Il était là, devant moi, et me disait combien il se réjouissait que nous ayons passé ce week-end ensemble avant son départ en compagnie de la grande faucheuse, que c’était une chance formidable. Avoir ainsi joué dans la neige, avoir pu discuter durant des heures, s'être rapprochés, juste à temps. Just in time.
Il était irréel, jeune, beau et mince, moulé dans un Tshirt d’acteur américain de série B. Son look des années 60, quoi.
C’était chouette. Comme une visite éclair et impromptue.
Puis je me suis réveillée et j’ai réalisé que je rêvais. Et que j'aimais ce rêve.
Puis je me suis réveillée, vraiment cette fois, et j’ai réalisé que je rêvais que je rêvais. Et que j'aimais toujours ce rêve perdu dans le rêve.
Ce n'était qu'un rêve, car je n’ai pas passé un week-end à la neige avec lui avant son décès. Notre dernier moment ensemble fut plaisant et gourmand, mais pas enneigé. La neige n’est arrivée qu’à l’hôpital, des heures durant. Pas dans le ciel, pas dehors, mais dans la chambre, une neige tombant du plafond.
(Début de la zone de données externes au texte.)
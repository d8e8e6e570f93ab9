use std::fmt::Write as _;
use std::sync::Arc;

use serde_json::json;
use tracing::warn;

use crate::domain::laptop::Laptop;
use crate::domain::llm_config::LLMConfig;
use crate::domain::prediction::{LaptopSpecs, PredictionResult};
use crate::infrastructure::llm_clients::LLMClient;
use crate::infrastructure::response::strip_code_fences;
use crate::shared::number_format::compact_number;

// Keep the reference sample small enough for the model's context window.
const MAX_REFERENCE_ROWS: usize = 40;

const FALLBACK_REASONING: &str =
    "Error generating prediction. Please ensure the API key is configured and valid.";
const DEFAULT_REASONING: &str = "Could not generate reasoning.";

/// Estimate-price capability. Infallible at its boundary: every failure mode
/// (transport, malformed response, unparsable JSON) collapses into the
/// sentinel zero-price result.
pub struct PredictPriceUseCase {
    llm_client: Arc<dyn LLMClient + Send + Sync>,
}

impl PredictPriceUseCase {
    pub fn new(llm_client: Arc<dyn LLMClient + Send + Sync>) -> Self {
        Self { llm_client }
    }

    pub async fn execute(
        &self,
        config: &LLMConfig,
        specs: &LaptopSpecs,
        dataset: &[Laptop],
    ) -> PredictionResult {
        let prompt = build_prompt(specs, dataset);
        let schema = prediction_schema();

        match self
            .llm_client
            .generate_structured(config, &prompt, &schema)
            .await
        {
            Ok(raw) => parse_prediction(&raw),
            Err(err) => {
                warn!(error = %err, "price prediction failed");
                fallback()
            }
        }
    }
}

fn fallback() -> PredictionResult {
    PredictionResult {
        predicted_price: 0.0,
        reasoning: FALLBACK_REASONING.to_string(),
    }
}

fn prediction_schema() -> serde_json::Value {
    json!({
        "type": "OBJECT",
        "properties": {
            "predictedPrice": { "type": "NUMBER" },
            "reasoning": { "type": "STRING" },
        },
        "required": ["predictedPrice", "reasoning"],
    })
}

fn parse_prediction(raw: &str) -> PredictionResult {
    let cleaned = strip_code_fences(raw);

    match serde_json::from_str::<serde_json::Value>(&cleaned) {
        Ok(value) => PredictionResult {
            predicted_price: value
                .get("predictedPrice")
                .and_then(|v| v.as_f64())
                .unwrap_or(0.0),
            reasoning: value
                .get("reasoning")
                .and_then(|v| v.as_str())
                .filter(|s| !s.is_empty())
                .unwrap_or(DEFAULT_REASONING)
                .to_string(),
        },
        Err(err) => {
            warn!(error = %err, "prediction response was not valid JSON");
            fallback()
        }
    }
}

fn build_prompt(specs: &LaptopSpecs, dataset: &[Laptop]) -> String {
    let sample_text = dataset
        .iter()
        .take(MAX_REFERENCE_ROWS)
        .map(|l| {
            format!(
                "{} {}: {}GB RAM, {}, {}, {} -> ₹{}",
                l.company,
                l.type_name,
                compact_number(l.ram),
                l.cpu,
                l.memory,
                l.gpu,
                l.price.round() as i64
            )
        })
        .collect::<Vec<_>>()
        .join("\n");

    let text_or_unknown = |value: &Option<String>| -> String {
        match value {
            Some(v) if !v.trim().is_empty() => v.clone(),
            _ => "Unknown".to_string(),
        }
    };

    let mut prompt = String::new();
    writeln!(prompt, "You are an expert laptop pricing estimator.").ok();
    writeln!(
        prompt,
        "Using the provided reference data trends, estimate the price for a laptop with the following specifications."
    )
    .ok();
    writeln!(prompt).ok();
    writeln!(prompt, "Reference Data Sample:").ok();
    writeln!(prompt, "{}", sample_text).ok();
    writeln!(prompt).ok();
    writeln!(prompt, "Target Specifications:").ok();
    writeln!(prompt, "Company: {}", text_or_unknown(&specs.company)).ok();
    writeln!(prompt, "Type: {}", text_or_unknown(&specs.type_name)).ok();
    match specs.ram {
        Some(ram) if ram > 0.0 => writeln!(prompt, "Ram: {}GB", compact_number(ram)).ok(),
        _ => writeln!(prompt, "Ram: Unknown").ok(),
    };
    writeln!(prompt, "CPU: {}", text_or_unknown(&specs.cpu)).ok();
    writeln!(prompt, "GPU: {}", text_or_unknown(&specs.gpu)).ok();
    writeln!(prompt, "Storage: {}", text_or_unknown(&specs.memory)).ok();
    writeln!(prompt, "OS: {}", text_or_unknown(&specs.op_sys)).ok();
    match specs.weight {
        Some(weight) if weight > 0.0 => {
            writeln!(prompt, "Weight: {}kg", compact_number(weight)).ok()
        }
        _ => writeln!(prompt, "Weight: Unknown").ok(),
    };
    writeln!(prompt).ok();
    writeln!(prompt, "Return a JSON object with:").ok();
    writeln!(prompt, "- predictedPrice: number (in INR)").ok();
    writeln!(
        prompt,
        "- reasoning: string (brief explanation comparing to similar models in data)"
    )
    .ok();

    prompt
}
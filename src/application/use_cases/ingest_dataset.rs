use tracing::info;

use crate::domain::error::{AppError, Result};
use crate::domain::laptop::Laptop;
use crate::infrastructure::csv::DatasetParser;

/// Turns an uploaded CSV payload into laptop records.
///
/// The parser itself never fails; this use case adds the one policy decision
/// the upload flow needs: a payload that yields zero records is rejected so
/// the caller can keep its current dataset.
pub struct IngestDatasetUseCase {
    parser: DatasetParser,
}

impl IngestDatasetUseCase {
    pub fn new() -> Self {
        Self {
            parser: DatasetParser::new(),
        }
    }

    pub fn execute(&self, payload: &[u8]) -> Result<Vec<Laptop>> {
        let text = DatasetParser::decode_bytes(payload);
        let laptops = self.parser.parse(&text);

        if laptops.is_empty() {
            return Err(AppError::ValidationError(
                "CSV parsing failed. Ensure proper headers like \"Company\", \"Price\", \"Ram\", etc."
                    .to_string(),
            ));
        }

        info!(records = laptops.len(), "dataset ingested");
        Ok(laptops)
    }
}

impl Default for IngestDatasetUseCase {
    fn default() -> Self {
        Self::new()
    }
}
Allez comprendre.
Les rêves sont sans doute la soupape de sécurité à tous les moches sentiments humains comme la colère, l’angoisse, la peur, la culpabilité, et j’en passe.
Mais parfois, je me surprends à espérer qu’ils soient le lien ténu entre la vie ici bas et l’au-delà, un tout petit mini riquiqui vecteur de communication…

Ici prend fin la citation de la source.